A biotech startup company called uBiome has adopted the concept of crowdsourcing, using the Internet to rally people around a cause, for research on the human microbiome.
The microbiome is all the microscopic flora and fauna that live in and on the human body.
Humans have 10 times as many bacterial cells as human cells. But science is just beginning to understand the populations of the microbiome and how they affect a person’s health for good or bad.
What science already knows about the microbiome comes from the $173 million government-funded Human Microbiome Project. This project took five years and researchers collected and sequenced the microbiome of 250 healthy people. It proved there are at least 1,000 different types of bacteria present on every person.
The National Institutes of Health has made the four terabytes of data from this project available to all researchers via the Microbiome Cloud Project.
Different anatomical sites of the body have different microbial populations. Additionally, the microbial populations that inhabit our bodies vary from person to person, but are very stable within an individual. Each person has his or her own distinct microbial signature that is unique.
Most of these microbial species are actually helpful and protect against invading microbes that can cause disease. Some, like certain E. coli in the gut, actually produce essential vitamins that keep us healthy.
Alterations in the human microbiome have been associated with diseases such as autism, obesity, irritable bowel syndrome and asthma.
In some cases, correcting microbial populations associated with disease states may cure or help manage the disease.
A startup company called uMicrobiome is looking to sequence the microbiomes of at least 1,000 more people from all over the world, and they are trying to find volunteers using crowdsourcing.

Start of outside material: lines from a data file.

impl<G: TextGenerator> Pipeline<G> {
    /// Build a pipeline, resuming from an existing ledger snapshot when one
    /// is present at the configured path.
    pub async fn new(
        generator: G,
        constraints: ProjectConstraints,
        config: PipelineConfig,
    ) -> Result<Self, PipelineError> {
        let store = LedgerStore::new(&config.ledger_path);
        let ledger = store.load().await?;
        let mut previous_tail = None;
        if ledger.last_round() > 0 {
            tracing::info!(
                last_round = ledger.last_round(),
                "resuming from existing ledger snapshot"
            );
            // Rehydrate the closing lines of the last committed chapter so
            // the next one picks up where the manuscript left off.
            if let Some(last) = ledger.rounds.last() {
                let page = config
                    .out_dir
                    .join(manuscript::page_file_name(last.round, &last.title));
                match tokio::fs::read_to_string(&page).await {
                    Ok(text) => previous_tail = Some(tail_of(&text, 60)),
                    Err(error) => tracing::warn!(
                        page = %page.display(),
                        %error,
                        "last manuscript page unreadable, drafting without its tail"
                    ),
                }
            }
        }
        Ok(Pipeline {
            generator,
            constraints,
            config,
            ledger,
            store,
            previous_tail,
        })
    }

    pub fn ledger(&self) -> &NarrativeLedger {
        &self.ledger
    }

    pub fn generator(&self) -> &G {
        &self.generator
    }

    /// The next chapter round to write, based on the ledger.
    pub fn next_round(&self) -> u32 {
        self.ledger.last_round() + 1
    }

    fn repair_config(&self) -> RepairConfig {
        RepairConfig {
            max_attempts: self.config.max_generation_attempts,
            backend_retries: self.config.backend_retries,
            retry_backoff: self.config.retry_backoff,
        }
    }

    // ========================================================
    // Planning
    // ========================================================

    /// Generate a schema-valid book plan from the author's materials,
    /// repairing against `baselines` until it reproduces the ground truth.
    pub async fn plan_book(
        &self,
        materials: &str,
        baselines: &PlanBaselines,
    ) -> Result<BookPlan, PipelineError> {
        let validator = SchemaValidator::new(book_plan_schema())?;
        let engine = RepairEngine::new(&validator, baselines, self.repair_config());
        let prompt = prompts::plan_prompt(materials, validator.schema());

        let outcome = engine
            .run(
                &self.generator,
                Some(prompts::planner_system()),
                prompt,
                ollama::Options::structured(),
            )
            .await
            .map_err(|source| PipelineError::Backend {
                attempts: self.config.max_generation_attempts,
                source,
            })?;

        match outcome {
            EngineOutcome::Accepted { value, attempts } => {
                tracing::info!(attempts, "book plan accepted");
                Ok(serde_json::from_value(value)?)
            }
            EngineOutcome::Exhausted {
                last_value,
                violations,
                attempts,
            } => Err(PipelineError::PlanExhausted {
                attempts,
                violations,
                last_artifact: last_value,
            }),
        }
    }

    /// Expand one outline entry into a full chapter brief, repairing until
    /// the brief's meta reproduces the outline exactly. Exhaustion falls
    /// back to a minimal brief built straight from the outline.
    pub async fn plan_chapter(
        &self,
        plan: &BookPlan,
        outline: &ChapterOutline,
    ) -> Result<ChapterBrief, PipelineError> {
        let validator = SchemaValidator::new(chapter_brief_schema())?;
        let baselines = BriefBaselines {
            chapter_number: outline.number,
            chapter_title: outline.title.clone(),
            target_words: outline.target_words,
        };
        let engine = RepairEngine::new(&validator, &baselines, self.repair_config());
        let story_so_far = self
            .ledger
            .get_contextual_summary(outline.number, self.config.context_budget);
        let prompt =
            prompts::chapter_brief_prompt(plan, outline, &story_so_far, validator.schema());

        let outcome = engine
            .run(
                &self.generator,
                Some(prompts::planner_system()),
                prompt,
                ollama::Options::structured(),
            )
            .await
            .map_err(|source| PipelineError::Backend {
                attempts: self.config.max_generation_attempts,
                source,
            })?;

        match outcome {
            EngineOutcome::Accepted { value, attempts } => {
                tracing::debug!(round = outline.number, attempts, "chapter brief accepted");
                Ok(serde_json::from_value(value)?)
            }
            EngineOutcome::Exhausted {
                last_value,
                violations,
                ..
            } => {
                tracing::warn!(
                    round = outline.number,
                    violations = violations.len(),
                    "chapter brief exhausted, falling back to the outline"
                );
                let mut brief: ChapterBrief = last_value
                    .and_then(|value| serde_json::from_value(value).ok())
                    .unwrap_or_else(|| ChapterBrief::from_outline(outline));
                // The outline stays the source of truth for identity fields.
                brief.meta.chapter_number = outline.number;
                brief.meta.chapter_title = outline.title.clone();
                brief.meta.target_words = outline.target_words;
                Ok(brief)
            }
        }
    }

    // ========================================================
    // Chapters
    // ========================================================

    /// Write every chapter of `plan` that the ledger has not seen yet.
    pub async fn write_book(&mut self, plan: &BookPlan) -> Result<Vec<ChapterReport>, PipelineError> {
        let mut reports = Vec::new();
        for outline in &plan.chapter_outline {
            if outline.number <= self.ledger.last_round() {
                tracing::debug!(round = outline.number, "chapter already in ledger, skipping");
                continue;
            }
            let brief = self.plan_chapter(plan, outline).await?;
            reports.push(self.write_chapter(&brief).await?);
        }
        Ok(reports)
    }

    /// Draft, check, critique, and publish one chapter, then commit its
    /// continuity facts to the ledger.
    pub async fn write_chapter(
        &mut self,
        brief: &ChapterBrief,
    ) -> Result<ChapterReport, PipelineError> {
        let round = brief.meta.chapter_number;
        let title = brief.meta.chapter_title.clone();
        tracing::info!(round, title = %title, "writing chapter");

        let story_so_far = self
            .ledger
            .get_contextual_summary(round, self.config.context_budget);

        let (draft, draft_attempts, remaining_issues) =
            self.draft_with_checks(brief, &story_so_far).await?;

        let critique = CritiqueEngine::new(CritiqueConfig {
            max_passes: self.config.max_critique_passes,
            backend_retries: self.config.backend_retries,
            retry_backoff: self.config.retry_backoff,
            ..CritiqueConfig::default()
        });
        let context = CritiqueContext {
            story_so_far: story_so_far.clone(),
            previous_excerpt: self.previous_tail.clone(),
            constraints_summary: self.constraints.render_for_prompt(),
        };
        let improved = critique
            .improve_up_to(&self.generator, brief, draft, &context, &self.constraints.denylist)
            .await
            .map_err(|source| PipelineError::Backend {
                attempts: self.config.max_critique_passes,
                source,
            })?;
        if !improved.accepted {
            tracing::warn!(
                round,
                reasons = improved.reasons.len(),
                "publishing best rejected text"
            );
        }
        let chapter = improved.text;
        let word_count = count_words(&chapter);

        let (extract, continuity_violations) = self.extract_continuity(round, &chapter).await?;

        self.ledger.apply_update(RoundUpdate::from_extract(
            round,
            title.clone(),
            extract,
            word_count,
        ));
        self.store.save(&self.ledger).await?;

        let path = manuscript::save_page(&self.config.out_dir, round, &title, &chapter).await?;
        self.previous_tail = Some(tail_of(&chapter, 60));
        tracing::info!(round, words = word_count, path = %path.display(), "chapter committed");

        Ok(ChapterReport {
            round,
            title,
            path,
            word_count,
            draft_attempts,
            remaining_issues,
            accepted: improved.accepted,
            rejection_reasons: improved.reasons,
            critique_passes: improved.passes,
            continuity_violations,
        })
    }

    /// The draft-check-redraft loop. Returns the last draft with whatever
    /// issues remain after the attempt budget.
    async fn draft_with_checks(
        &self,
        brief: &ChapterBrief,
        story_so_far: &str,
    ) -> Result<(String, u32, Vec<String>), PipelineError> {
        let checker = QualityChecker::standard(
            brief.meta.target_words as usize,
            self.constraints.denylist.clone(),
            merged_interiority_terms(&self.constraints, brief),
            self.constraints.pov.pov.is_objective(),
        );
        let system = prompts::writer_system(&self.constraints.render_for_prompt());
        let previous_tail = self.previous_tail.as_deref().unwrap_or("");

        let mut prose = String::new();
        let mut issues: Vec<Issue> = Vec::new();
        let mut attempts = 0;

        while attempts < self.config.max_generation_attempts {
            attempts += 1;
            let prompt = if attempts == 1 {
                prompts::chapter_prompt(brief, story_so_far, previous_tail)
            } else {
                let messages: Vec<String> =
                    issues.iter().map(|i| i.message.clone()).collect();
                prompts::quality_revision_prompt(brief, &prose, &messages)
            };
            // Retries escalate the sampler against the issues just seen.
            let options = if attempts == 1 {
                self.config.draft_options.clone()
            } else {
                decoding::adjust(&self.config.draft_options, &issues, attempts - 2)
            };

            let request = GenerationRequest::new(prompt)
                .with_system(system.clone())
                .with_options(options);
            let completion = generate_with_retry(
                &self.generator,
                request,
                self.config.backend_retries,
                self.config.retry_backoff,
            )
            .await
            .map_err(|source| PipelineError::Backend { attempts, source })?;

            prose = split_analysis(&completion.text).prose;
            issues = checker.check(&prose);
            tracing::debug!(
                round = brief.meta.chapter_number,
                attempt = attempts,
                issues = issues.len(),
                "draft checked"
            );
            if issues.is_empty() {
                break;
            }
        }

        let remaining = issues.into_iter().map(|i| i.message).collect();
        Ok((prose, attempts, remaining))
    }

    /// Pull continuity facts out of a finished chapter. Exhaustion falls
    /// back to an empty extract carrying only a summary, and the violations
    /// are reported rather than swallowed.
    async fn extract_continuity(
        &self,
        round: u32,
        chapter: &str,
    ) -> Result<(ContinuityExtract, Vec<String>), PipelineError> {
        let validator = SchemaValidator::new(continuity_extract_schema())?;
        let engine = RepairEngine::new(&validator, &NoDomainRules, self.repair_config());
        let prompt = prompts::continuity_prompt(round, chapter, validator.schema());

        let outcome = engine
            .run(&self.generator, None, prompt, ollama::Options::structured())
            .await
            .map_err(|source| PipelineError::Backend {
                attempts: self.config.max_generation_attempts,
                source,
            })?;

        match outcome {
            EngineOutcome::Accepted { value, .. } => Ok((serde_json::from_value(value)?, Vec::new())),
            EngineOutcome::Exhausted {
                last_value,
                violations,
                ..
            } => {
                tracing::warn!(
                    round,
                    violations = violations.len(),
                    "continuity extraction exhausted, using fallback"
                );
                let extract = last_value
                    .and_then(lenient_extract)
                    .unwrap_or_else(|| ContinuityExtract {
                        summary: format!("Chapter {round} was written."),
                        ..ContinuityExtract::default()
                    });
                Ok((extract, violations))
            }
        }
    }
}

Anyone interested can go to the company’s website, make a pledge, and request a sampling kit, which contains a swab for gently brushing areas of the ears, mouth, genitalia or gastrointestinal tract.
The swabs are placed into a solution that preserves and stabilizes the bacteria for transport back to the lab.
Microbiome examines samples for its 16S RNA sequences. These sequences are present in all microbes, but part of the sequence is unique to each different bacterium. This technology of DNA sequencing can determine the different types of bacteria present and their proportions in each sample.
The company puts the results on its website for individuals to access and analyze their microbiome. There also are software tools to help users interpret what they are seeing. uMicrobiome secures the data so that it cannot be released in an identifiable form.
A person can choose to share their data with other citizen scientists for scientific studies or compare their microbiome to others.
So science to the citizens has arrived. Anyone can learn about his or her own microbial world and advance this field of science as well.